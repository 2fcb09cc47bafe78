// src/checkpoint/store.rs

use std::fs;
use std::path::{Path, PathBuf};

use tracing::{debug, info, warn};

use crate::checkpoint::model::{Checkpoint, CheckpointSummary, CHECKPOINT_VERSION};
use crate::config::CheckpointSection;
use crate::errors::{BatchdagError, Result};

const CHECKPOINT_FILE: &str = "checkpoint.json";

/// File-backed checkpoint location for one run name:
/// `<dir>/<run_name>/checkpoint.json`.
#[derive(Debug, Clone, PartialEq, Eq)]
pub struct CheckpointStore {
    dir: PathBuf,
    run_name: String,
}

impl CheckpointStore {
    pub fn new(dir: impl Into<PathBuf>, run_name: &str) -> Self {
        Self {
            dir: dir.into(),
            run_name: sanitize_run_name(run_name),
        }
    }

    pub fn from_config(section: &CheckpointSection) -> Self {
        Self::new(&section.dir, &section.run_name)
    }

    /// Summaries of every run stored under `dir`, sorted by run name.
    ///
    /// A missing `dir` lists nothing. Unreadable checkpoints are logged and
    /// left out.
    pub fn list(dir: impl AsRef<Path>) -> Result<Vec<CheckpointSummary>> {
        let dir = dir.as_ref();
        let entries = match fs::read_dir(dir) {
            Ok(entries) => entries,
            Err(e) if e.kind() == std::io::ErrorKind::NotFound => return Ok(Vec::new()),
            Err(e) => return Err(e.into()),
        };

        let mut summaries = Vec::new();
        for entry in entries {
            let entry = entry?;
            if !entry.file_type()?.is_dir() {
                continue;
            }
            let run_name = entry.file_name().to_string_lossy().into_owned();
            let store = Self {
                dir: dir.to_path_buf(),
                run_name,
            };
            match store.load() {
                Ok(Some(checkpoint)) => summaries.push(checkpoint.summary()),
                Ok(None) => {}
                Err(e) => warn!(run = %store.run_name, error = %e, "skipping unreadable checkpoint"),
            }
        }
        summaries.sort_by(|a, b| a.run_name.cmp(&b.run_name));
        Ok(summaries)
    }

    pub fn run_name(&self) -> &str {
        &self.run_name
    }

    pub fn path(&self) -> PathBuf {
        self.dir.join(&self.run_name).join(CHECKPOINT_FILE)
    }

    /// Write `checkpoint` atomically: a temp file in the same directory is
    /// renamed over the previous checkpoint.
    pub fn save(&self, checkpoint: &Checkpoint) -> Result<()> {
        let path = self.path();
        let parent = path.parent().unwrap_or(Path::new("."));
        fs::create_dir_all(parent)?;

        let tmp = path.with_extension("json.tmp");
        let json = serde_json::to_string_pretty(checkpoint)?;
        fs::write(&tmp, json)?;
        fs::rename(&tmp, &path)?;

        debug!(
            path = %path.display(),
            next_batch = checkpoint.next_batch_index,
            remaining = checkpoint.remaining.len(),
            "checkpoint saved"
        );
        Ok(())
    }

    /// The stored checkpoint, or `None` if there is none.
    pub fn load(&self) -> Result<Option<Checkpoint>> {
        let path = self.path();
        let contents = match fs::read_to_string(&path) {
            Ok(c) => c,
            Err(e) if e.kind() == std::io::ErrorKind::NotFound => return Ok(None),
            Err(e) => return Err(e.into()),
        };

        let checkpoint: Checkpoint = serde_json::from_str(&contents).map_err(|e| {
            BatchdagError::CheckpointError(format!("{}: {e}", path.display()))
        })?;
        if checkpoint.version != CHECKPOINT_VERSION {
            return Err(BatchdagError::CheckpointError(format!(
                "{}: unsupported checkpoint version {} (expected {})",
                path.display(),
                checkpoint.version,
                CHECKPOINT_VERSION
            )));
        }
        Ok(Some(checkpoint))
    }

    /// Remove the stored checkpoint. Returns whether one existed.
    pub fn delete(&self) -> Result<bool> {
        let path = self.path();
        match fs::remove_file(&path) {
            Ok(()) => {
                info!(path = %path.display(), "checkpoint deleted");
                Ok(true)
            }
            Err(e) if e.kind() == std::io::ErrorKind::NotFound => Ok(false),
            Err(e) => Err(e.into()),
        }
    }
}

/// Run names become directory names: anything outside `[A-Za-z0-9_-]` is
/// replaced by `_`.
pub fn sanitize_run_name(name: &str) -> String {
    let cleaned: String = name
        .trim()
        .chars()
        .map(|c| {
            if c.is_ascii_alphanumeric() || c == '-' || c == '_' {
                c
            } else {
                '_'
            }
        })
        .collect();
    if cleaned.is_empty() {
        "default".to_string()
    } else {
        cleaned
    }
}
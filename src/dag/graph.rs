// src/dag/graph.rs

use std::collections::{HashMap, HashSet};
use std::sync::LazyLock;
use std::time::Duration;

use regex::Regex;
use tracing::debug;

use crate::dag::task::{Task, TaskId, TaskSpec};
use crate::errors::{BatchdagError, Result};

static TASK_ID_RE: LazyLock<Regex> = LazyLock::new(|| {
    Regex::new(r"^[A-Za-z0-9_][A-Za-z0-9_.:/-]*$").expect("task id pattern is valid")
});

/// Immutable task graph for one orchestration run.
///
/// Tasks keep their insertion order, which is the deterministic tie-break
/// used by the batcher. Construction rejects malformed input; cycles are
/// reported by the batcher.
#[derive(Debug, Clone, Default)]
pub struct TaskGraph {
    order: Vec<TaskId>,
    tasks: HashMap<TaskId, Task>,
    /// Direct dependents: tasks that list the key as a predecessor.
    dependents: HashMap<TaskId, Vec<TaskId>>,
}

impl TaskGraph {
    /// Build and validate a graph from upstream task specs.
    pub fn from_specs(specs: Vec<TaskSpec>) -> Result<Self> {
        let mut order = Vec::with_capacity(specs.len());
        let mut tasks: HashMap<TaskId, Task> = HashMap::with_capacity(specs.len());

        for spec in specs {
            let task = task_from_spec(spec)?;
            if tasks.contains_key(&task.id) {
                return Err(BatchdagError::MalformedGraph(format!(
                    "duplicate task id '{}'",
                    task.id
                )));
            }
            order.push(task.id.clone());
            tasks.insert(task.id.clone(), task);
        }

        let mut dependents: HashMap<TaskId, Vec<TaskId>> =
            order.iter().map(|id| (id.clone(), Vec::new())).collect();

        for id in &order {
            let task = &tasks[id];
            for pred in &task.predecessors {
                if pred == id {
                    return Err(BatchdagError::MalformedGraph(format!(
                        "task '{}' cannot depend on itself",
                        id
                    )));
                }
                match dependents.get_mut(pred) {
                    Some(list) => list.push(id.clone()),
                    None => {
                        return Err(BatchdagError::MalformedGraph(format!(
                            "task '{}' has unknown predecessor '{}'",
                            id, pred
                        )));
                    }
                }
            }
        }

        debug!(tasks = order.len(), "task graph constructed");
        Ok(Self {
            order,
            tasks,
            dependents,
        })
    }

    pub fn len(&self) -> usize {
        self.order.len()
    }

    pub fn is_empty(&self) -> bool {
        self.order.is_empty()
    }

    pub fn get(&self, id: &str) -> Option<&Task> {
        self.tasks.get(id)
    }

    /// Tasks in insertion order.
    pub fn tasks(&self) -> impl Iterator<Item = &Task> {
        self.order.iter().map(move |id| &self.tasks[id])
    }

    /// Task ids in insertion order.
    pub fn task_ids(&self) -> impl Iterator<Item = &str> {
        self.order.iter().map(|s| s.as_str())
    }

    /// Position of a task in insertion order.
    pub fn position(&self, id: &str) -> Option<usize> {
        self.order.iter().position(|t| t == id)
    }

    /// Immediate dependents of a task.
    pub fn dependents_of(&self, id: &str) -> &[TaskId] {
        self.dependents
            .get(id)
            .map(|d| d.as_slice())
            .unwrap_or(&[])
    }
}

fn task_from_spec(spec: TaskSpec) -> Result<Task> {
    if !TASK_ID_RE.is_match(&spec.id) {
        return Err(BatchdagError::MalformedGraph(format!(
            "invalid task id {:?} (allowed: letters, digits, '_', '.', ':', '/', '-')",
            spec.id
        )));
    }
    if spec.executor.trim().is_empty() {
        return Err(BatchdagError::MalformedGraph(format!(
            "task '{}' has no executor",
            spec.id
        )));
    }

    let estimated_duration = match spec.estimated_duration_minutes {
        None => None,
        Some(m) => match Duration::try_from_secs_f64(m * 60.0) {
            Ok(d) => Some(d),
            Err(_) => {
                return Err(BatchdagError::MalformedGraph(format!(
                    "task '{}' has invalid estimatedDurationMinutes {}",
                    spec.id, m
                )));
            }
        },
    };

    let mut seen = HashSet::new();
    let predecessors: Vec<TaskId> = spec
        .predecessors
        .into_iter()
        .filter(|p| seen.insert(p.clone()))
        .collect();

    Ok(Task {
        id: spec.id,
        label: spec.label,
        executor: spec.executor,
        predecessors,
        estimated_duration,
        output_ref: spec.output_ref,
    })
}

| WORK INSTRUCTIONS |
Locate all lines in the listing above with the word "derive" and copy them.

| TASK RESULT |
#[derive(Debug, Clone, PartialEq, Eq)]
#[derive(Debug, Clone, Default)]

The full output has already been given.